* _Dataset excerpts_:
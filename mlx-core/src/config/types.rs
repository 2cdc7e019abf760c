//! Protocol configuration
//!
//! Settings that apply to the shared operations regardless of which
//! transport carries the frames.

#[cfg(feature = "serde")]
use serde::{Deserialize, Serialize};

/// EEPROM programming time required by the MLX90614 datasheet (ms)
pub const EEPROM_WRITE_MS: u32 = 10;

/// Protocol-level settings
#[derive(Debug, Clone, Copy, PartialEq, Eq)]
#[cfg_attr(feature = "defmt", derive(defmt::Format))]
#[cfg_attr(feature = "serde", derive(Serialize, Deserialize))]
pub struct ProtocolConfig {
    /// Wait between a word write and its read-back (ms)
    pub eeprom_settle_ms: u32,
}

impl Default for ProtocolConfig {
    fn default() -> Self {
        Self {
            eeprom_settle_ms: EEPROM_WRITE_MS,
        }
    }
}
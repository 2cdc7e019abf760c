//! SMBus Packet Error Code
//!
//! CRC-8 with polynomial 0x07 (x^8 + x^2 + x + 1), seed 0, no reflection and
//! no output XOR. The MLX90614 checks it on every frame it receives and
//! appends it to every frame it sends.
//!
//! The code covers every byte on the wire in order, including the address
//! bytes with their R/W bit. For a word read that is:
//!
//! ```text
//! addr|W  command  addr|R  data_lo  data_hi  → PEC
//! ```

/// PEC polynomial
pub const POLYNOMIAL: u8 = 0x07;

/// Fold one byte into a running PEC
pub const fn pec_step(accumulator: u8, next_byte: u8) -> u8 {
    let mut data = accumulator ^ next_byte;
    let mut i = 0;
    while i < 8 {
        data = if data & 0x80 != 0 {
            (data << 1) ^ POLYNOMIAL
        } else {
            data << 1
        };
        i += 1;
    }
    data
}

/// PEC of a complete byte sequence
pub fn pec(bytes: &[u8]) -> u8 {
    bytes.iter().fold(0, |acc, &b| pec_step(acc, b))
}

/// Running PEC accumulator
///
/// Lets a frame be checksummed in wire order without first collecting it
/// into a buffer.
#[derive(Debug, Clone, Copy, Default, PartialEq, Eq)]
#[cfg_attr(feature = "defmt", derive(defmt::Format))]
pub struct Pec(u8);

impl Pec {
    /// Start a new code (seed 0)
    pub const fn new() -> Self {
        Self(0)
    }

    /// Fold in one byte
    #[must_use]
    pub const fn update(self, byte: u8) -> Self {
        Self(pec_step(self.0, byte))
    }

    /// Fold in a run of bytes
    #[must_use]
    pub fn update_slice(self, bytes: &[u8]) -> Self {
        Self(bytes.iter().fold(self.0, |acc, &b| pec_step(acc, b)))
    }

    /// Current code
    pub const fn value(self) -> u8 {
        self.0
    }
}

#[cfg(test)]
mod tests {
    use super::*;
    use proptest::prelude::*;

    #[test]
    fn test_datasheet_read_example() {
        // Read of RAM 0x07 from slave 0x5A returning 0x3AD2
        let frame = [0xB4, 0x07, 0xB5, 0xD2, 0x3A];
        assert_eq!(pec(&frame), 0x30);
    }

    #[test]
    fn test_leading_zero_does_not_change_code() {
        let folded = pec_step(pec_step(0, 0x00), 0xB4);
        assert_eq!(folded, pec(&[0xB4]));
        assert_eq!(folded, 0x05);
    }

    #[test]
    fn test_single_bytes() {
        assert_eq!(pec_step(0, 0x00), 0x00);
        assert_eq!(pec_step(0, 0x01), 0x07);
        assert_eq!(pec_step(0, 0x80), 0x89);
        assert_eq!(pec_step(0, 0xFF), 0xF3);
    }

    #[test]
    fn test_accumulator_matches_slice() {
        let frame = [0xB4, 0x07, 0xB5, 0xD2, 0x3A];
        let code = Pec::new()
            .update(0xB4)
            .update(0x07)
            .update_slice(&frame[2..]);
        assert_eq!(code.value(), pec(&frame));
    }

    #[test]
    fn test_const_evaluation() {
        const CODE: u8 = pec_step(pec_step(0, 0xB4), 0x60);
        assert_eq!(CODE, pec(&[0xB4, 0x60]));
    }

    proptest! {
        #[test]
        fn prop_deterministic(bytes in proptest::collection::vec(any::<u8>(), 0..32)) {
            prop_assert_eq!(pec(&bytes), pec(&bytes));
            prop_assert_eq!(Pec::new().update_slice(&bytes).value(), pec(&bytes));
        }

        #[test]
        fn prop_appending_code_checks_to_zero(
            bytes in proptest::collection::vec(any::<u8>(), 0..32)
        ) {
            let code = pec(&bytes);
            let checked = Pec::new().update_slice(&bytes).update(code).value();
            prop_assert_eq!(checked, 0);
        }

        #[test]
        fn prop_single_bit_flip_detected(
            bytes in proptest::collection::vec(any::<u8>(), 1..16),
            index in any::<prop::sample::Index>(),
            bit in 0u8..8,
        ) {
            let mut corrupted = bytes.clone();
            let i = index.index(bytes.len());
            corrupted[i] ^= 1 << bit;
            prop_assert_ne!(pec(&bytes), pec(&corrupted));
        }
    }
}
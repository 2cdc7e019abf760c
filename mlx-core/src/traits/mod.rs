//! Hardware abstraction traits
//!
//! These traits define the interface between the protocol logic and the
//! transport implementations in `mlx-drivers`.

pub mod transport;

pub use transport::{SmbusTransport, READ_FRAME_LEN};
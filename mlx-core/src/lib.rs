//! Transport-agnostic SMBus protocol logic for the MLX90614
//!
//! This crate contains everything about talking to the sensor that does not
//! depend on how bits reach the wire:
//!
//! - Packet Error Code (CRC-8) engine
//! - Bus addressing and the accepted command set
//! - Error taxonomy
//! - The [`SmbusTransport`] trait implemented by the backends
//! - Read Word / Write Word / Send Command built on that trait
//! - Configuration type definitions

#![cfg_attr(not(test), no_std)]
#![deny(unsafe_code)]

// Must come first so the logging macros are visible to later modules
mod fmt;

pub mod address;
pub mod config;
pub mod error;
pub mod pec;
pub mod protocol;
pub mod traits;

pub use address::{BusAddress, DEFAULT_ADDRESS};
pub use error::{Error, Result};
pub use protocol::Mlx90614;
pub use traits::SmbusTransport;
//! SMBus bit-banged on two GPIO lines
//!
//! For boards where the I2C peripheral is unavailable or cannot produce
//! SMBus timing. Every ACK is checked byte by byte, so a frame is abandoned
//! at the first byte the slave does not acknowledge.
//!
//! # Timing
//!
//! The only timing knob is the wait unit ([`BitBangConfig::bit_delay`]),
//! a spin-loop count. The right value depends on the host's instruction
//! timing and should be checked on an oscilloscope; it can be changed at
//! runtime with [`BitBangSmbus::set_bit_delay`] or derived from a frequency
//! value with [`SmbusTransport::set_frequency`].

pub mod lines;

#[cfg(test)]
pub(crate) mod sim;

use mlx_core::config::BitBangConfig;
use mlx_core::traits::{SmbusTransport, READ_FRAME_LEN};
use mlx_core::{BusAddress, Mlx90614, Result};
use mlx_hal::{Delay, FlexPin, OutputPin};

pub use lines::Lines;

/// Protocol driver over bit-banged GPIO
pub type BitBangMlx90614<SCL, SDA, D> = Mlx90614<BitBangSmbus<SCL, SDA, D>>;

/// SMBus transport driving SCL and SDA directly
pub struct BitBangSmbus<SCL, SDA, D> {
    lines: Lines<SCL, SDA, D>,
    config: BitBangConfig,
}

impl<SCL, SDA, D> BitBangSmbus<SCL, SDA, D>
where
    SCL: OutputPin,
    SDA: FlexPin,
    D: Delay,
{
    /// Create a transport
    ///
    /// The lines are not touched until [`SmbusTransport::init`] or the
    /// first frame.
    pub fn new(scl: SCL, sda: SDA, delay: D, config: BitBangConfig) -> Self {
        Self {
            lines: Lines::new(scl, sda, delay, config.bit_delay),
            config,
        }
    }

    /// Current settings
    pub fn config(&self) -> &BitBangConfig {
        &self.config
    }

    /// Set the wait unit directly, in spin iterations
    pub fn set_bit_delay(&mut self, bit_delay: u32) {
        self.config.bit_delay = bit_delay;
        self.lines.set_bit_delay(bit_delay);
    }

    /// Give the lines and delay back
    pub fn free(self) -> (SCL, SDA, D) {
        self.lines.free()
    }

    /// STOP, wait, optional idle check, START
    fn begin(&mut self) -> Result<()> {
        self.lines.stop();
        self.lines.wait();
        if let Some(polls) = self.config.idle_timeout {
            if let Err(e) = self.lines.wait_idle(polls) {
                warn!("SDA held low, bus not idle");
                return Err(e);
            }
        }
        self.lines.start();
        Ok(())
    }

    fn send(&mut self, byte: u8) -> Result<()> {
        self.lines.send_byte(byte).map_err(|e| {
            warn!("byte {=u8:#x} not acknowledged", byte);
            e
        })
    }
}

impl<SCL, SDA, D> SmbusTransport for BitBangSmbus<SCL, SDA, D>
where
    SCL: OutputPin,
    SDA: FlexPin,
    D: Delay,
{
    fn init(&mut self) {
        self.lines.stop();
    }

    /// Higher values give a shorter wait unit; see
    /// [`BitBangConfig::bit_delay_for`]
    fn set_frequency(&mut self, value: u32) {
        self.config.set_frequency(value);
        debug!("bit delay {=u32}", self.config.bit_delay);
        self.lines.set_bit_delay(self.config.bit_delay);
    }

    fn write_frame(&mut self, address: BusAddress, payload: &[u8]) -> Result<()> {
        self.begin()?;
        self.send(address.write())?;
        for &byte in payload {
            self.send(byte)?;
        }
        self.lines.stop();
        Ok(())
    }

    fn read_frame(
        &mut self,
        address: BusAddress,
        command: u8,
        buf: &mut [u8; READ_FRAME_LEN],
    ) -> Result<()> {
        self.begin()?;
        self.lines.wait();
        self.send(address.write())?;
        self.send(command)?;
        self.lines.repeated_start();
        self.send(address.read())?;
        self.lines.receive_bytes(buf, self.config.nack_last_byte);
        self.lines.stop();
        Ok(())
    }

    fn settle(&mut self, ms: u32) {
        self.lines.delay_mut().delay_ms(ms);
    }
}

* _Work task_:
Pull out each line of the records holding the string "GPIO".

* _Written solution_:
//! SMBus bit-banged on two GPIO lines
/// Protocol driver over bit-banged GPIO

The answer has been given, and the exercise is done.